Sen. Bernie Sanders of Vermont speaking at J Street National Conference in Washington, D.C. Photo: Screenshot.

JNS.org – When it was founded 11 years ago, J Street claimed to be a pro-Israel and pro-peace organization. That was taken to mean partnering with the mainstream Israeli political Left to build support in Washington for a two-state solution between Israel and the Palestinians. Or so we were led to believe.

Since then, alas, J Street has become something else altogether: an organization that spends almost all its time and money besmirching Israel, smearing the American Israel Public Affairs Committee and other leading American Jewish organizations, boosting US-Iran relations, and backing political candidates for whom promoting the boycott, divestment, and sanctions movement is a badge of honor.

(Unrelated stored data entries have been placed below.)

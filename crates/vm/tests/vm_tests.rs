use std::collections::HashMap;
use std::sync::Arc;

use bytes::Bytes;
use ethereum_types::{Address, H256, U256};
use ethrun_core::chain_spec::ChainSpec;
use ethrun_core::types::{Fork, TxKind};
use ethrun_vm::db::Db;
use ethrun_vm::environment::{Environment, EvmConfig};
use ethrun_vm::errors::{TxResult, TxValidationError, VMError};
use ethrun_vm::journal::JournaledState;
use ethrun_vm::{Account, VM};

const SENDER: Address = ethereum_types::H160([0xaa; 20]);
const RECEIVER: Address = ethereum_types::H160([0xbb; 20]);
const COINBASE: Address = ethereum_types::H160([0xcc; 20]);

fn funded_state(accounts: Vec<(Address, Account)>) -> JournaledState {
    let mut db = Db::new();
    db.add_accounts(accounts);
    JournaledState::new(Arc::new(db))
}

fn env(fork: Fork, gas_limit: u64) -> Environment {
    Environment {
        origin: SENDER,
        gas_limit,
        config: EvmConfig::new(&ChainSpec::custom(1, fork)),
        coinbase: COINBASE,
        chain_id: U256::one(),
        base_fee_per_gas: U256::zero(),
        gas_price: U256::one(),
        block_gas_limit: 30_000_000,
        ..Default::default()
    }
}

fn sender_with_balance(wei: u64) -> (Address, Account) {
    (SENDER, Account::default().with_balance(wei.into()))
}

#[test]
fn run_code_simple_arithmetic() {
    // PUSH1 2, PUSH1 3, ADD, PUSH1 0, MSTORE, PUSH1 32, PUSH1 0, RETURN
    let code = Bytes::from_static(&[
        0x60, 0x02, 0x60, 0x03, 0x01, 0x60, 0x00, 0x52, 0x60, 0x20, 0x60, 0x00, 0xf3,
    ]);
    let mut vm = VM::new(
        TxKind::Call(RECEIVER),
        env(Fork::Cancun, 100_000),
        U256::zero(),
        Bytes::new(),
        funded_state(vec![]),
        vec![],
    );
    let report = vm.run_code(code, Bytes::new(), 100_000).unwrap();
    assert!(report.is_success());
    assert_eq!(U256::from_big_endian(&report.output), U256::from(5));
    // 4 pushes, ADD, MSTORE (+3 expansion), RETURN expansion already paid.
    assert_eq!(report.gas_used, 3 + 3 + 3 + 3 + 3 + 3 + 3 + 3);
}

#[test]
fn undefined_opcode_consumes_all_gas() {
    let code = Bytes::from_static(&[0x0c]);
    let mut vm = VM::new(
        TxKind::Call(RECEIVER),
        env(Fork::Cancun, 50_000),
        U256::zero(),
        Bytes::new(),
        funded_state(vec![]),
        vec![],
    );
    let report = vm.run_code(code, Bytes::new(), 50_000).unwrap();
    assert!(matches!(report.result, TxResult::Revert(VMError::InvalidOpcode)));
    assert_eq!(report.gas_used, 50_000);
}

#[test]
fn push0_requires_shanghai() {
    let code = Bytes::from_static(&[0x5f, 0x00]);

    let mut old = VM::new(
        TxKind::Call(RECEIVER),
        env(Fork::London, 50_000),
        U256::zero(),
        Bytes::new(),
        funded_state(vec![]),
        vec![],
    );
    let report = old.run_code(code.clone(), Bytes::new(), 50_000).unwrap();
    assert!(matches!(report.result, TxResult::Revert(VMError::InvalidOpcode)));

    let mut new = VM::new(
        TxKind::Call(RECEIVER),
        env(Fork::Shanghai, 50_000),
        U256::zero(),
        Bytes::new(),
        funded_state(vec![]),
        vec![],
    );
    let report = new.run_code(code, Bytes::new(), 50_000).unwrap();
    assert!(report.is_success());
}

#[test]
fn revert_preserves_return_data_and_remaining_gas() {
    // PUSH1 0xEE, PUSH1 0, MSTORE8, PUSH1 1, PUSH1 0, REVERT
    let code = Bytes::from_static(&[0x60, 0xee, 0x60, 0x00, 0x53, 0x60, 0x01, 0x60, 0x00, 0xfd]);
    let mut vm = VM::new(
        TxKind::Call(RECEIVER),
        env(Fork::Cancun, 60_000),
        U256::zero(),
        Bytes::new(),
        funded_state(vec![]),
        vec![],
    );
    let report = vm.run_code(code, Bytes::new(), 60_000).unwrap();
    assert!(matches!(report.result, TxResult::Revert(VMError::RevertOpcode)));
    assert_eq!(report.output.as_ref(), &[0xee]);
    assert!(report.gas_used < 60_000);
}

#[test]
fn simple_transfer_moves_value_and_pays_base_cost() {
    let state = funded_state(vec![sender_with_balance(1_000_000)]);
    let mut vm = VM::new(
        TxKind::Call(RECEIVER),
        env(Fork::Cancun, 21_000),
        U256::from(700),
        Bytes::new(),
        state,
        vec![],
    );
    let report = vm.transact().unwrap();
    assert!(report.is_success());
    assert_eq!(report.gas_used, 21_000);

    let mut state = vm.into_state();
    assert_eq!(state.get_account_info(RECEIVER).balance, U256::from(700));
    // balance - value - gas (price 1, base fee 0 so all returned except tip)
    assert_eq!(
        state.get_account_info(SENDER).balance,
        U256::from(1_000_000 - 700 - 21_000)
    );
    assert_eq!(state.get_account_info(SENDER).nonce, 1);
    assert_eq!(state.get_account_info(COINBASE).balance, U256::from(21_000));
}

#[test]
fn insufficient_balance_is_a_validation_error() {
    let state = funded_state(vec![sender_with_balance(100)]);
    let mut vm = VM::new(
        TxKind::Call(RECEIVER),
        env(Fork::Cancun, 21_000),
        U256::from(700),
        Bytes::new(),
        state,
        vec![],
    );
    assert!(matches!(
        vm.transact(),
        Err(VMError::TxValidation(
            TxValidationError::InsufficientAccountFunds
        ))
    ));
}

#[test]
fn nonce_mismatch_is_rejected() {
    let state = funded_state(vec![sender_with_balance(1_000_000)]);
    let mut environment = env(Fork::Cancun, 21_000);
    environment.tx_nonce = 5;
    let mut vm = VM::new(
        TxKind::Call(RECEIVER),
        environment,
        U256::zero(),
        Bytes::new(),
        state,
        vec![],
    );
    assert!(matches!(
        vm.transact(),
        Err(VMError::TxValidation(TxValidationError::NonceMismatch {
            expected: 0,
            got: 5
        }))
    ));
}

#[test]
fn create_transaction_deploys_runtime_code() {
    // Initcode: PUSH1 0x01 PUSH1 0 MSTORE8 PUSH1 1 PUSH1 0 RETURN
    // deploys the single-byte contract 0x01.
    let initcode = Bytes::from_static(&[0x60, 0x01, 0x60, 0x00, 0x53, 0x60, 0x01, 0x60, 0x00, 0xf3]);
    let state = funded_state(vec![sender_with_balance(10_000_000)]);
    let mut vm = VM::new(
        TxKind::Create,
        env(Fork::Cancun, 200_000),
        U256::zero(),
        initcode,
        state,
        vec![],
    );
    let report = vm.transact().unwrap();
    assert!(report.is_success());
    let created = report.created_address.unwrap();
    assert_eq!(created, VM::calculate_create_address(SENDER, 0).unwrap());
    assert!(report.created_accounts.contains(&created));

    let mut state = vm.into_state();
    let deployed = state.get_account_info(created);
    assert_eq!(deployed.bytecode.as_ref(), &[0x01]);
    assert_eq!(deployed.nonce, 1);
}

Its campus arm, J Street U, has become a primary vehicle for conveying the most poisonous messages against Israel to students and the sapping of support for Israel at American universities.

I hear firsthand more and more about J Street U’s venomous campaigning and destructive activities — from young Israeli men and women who serve as Jewish Agency emissaries on campus, and Hillel and Orthodox Union professionals who work with students. Almost every truly pro-Israel activity they try to organize is opposed or disrupted by J Street U hatchet men and women.

About one year ago, J Street launched its “Stop Demolitions, Build Peace” campaign, designed to “challenge our communities to wake up to the omission and erasure of Palestinian perspectives and narratives, which create the environment that makes it easy to ignore demolitions, settlement expansion, and occupation.”

The younger J Streeters hosted teach-ins and sleep-ins, marched to Israeli embassies and called consulates, formed coalitions with progressive campus organizations across America, and pressed congressmen to speak out critically against Israeli policy in Judea and Samaria (which, of course, many J Streeters call by its UN moniker, the “Occupied Palestinian Territories” or OPT).

Now J Street is on a second phase of its campaign — to undermine the Birthright program because it serves the “right-wing annexationist agenda.”

Birthright is one of the American Jewish community’s most important and successful initiatives of this generation; a lifeline in the difficult struggle to keep young American Jews Jewish and to give them some Zionist foundations.

But J Street is not happy with Birthright because it, and many other trips that bring some 50,000 students on tours of Israel, are major sources of “omission and erasure,” i.e., the trips “omit Palestinian narratives in their programming and erase Palestinians and the occupation from our collective consciousness.”

I’m quoting here verbatim from J Street campus propaganda: “Birthright completely ignores the voices and experiences of Palestinians living under occupation in the West Bank. These trips therefore perpetuate the attitudes and politics that help make demolitions and occupation possible.” They might, God forbid, lead “our communities to feel no compulsion to speak out on behalf of Palestinian rights.”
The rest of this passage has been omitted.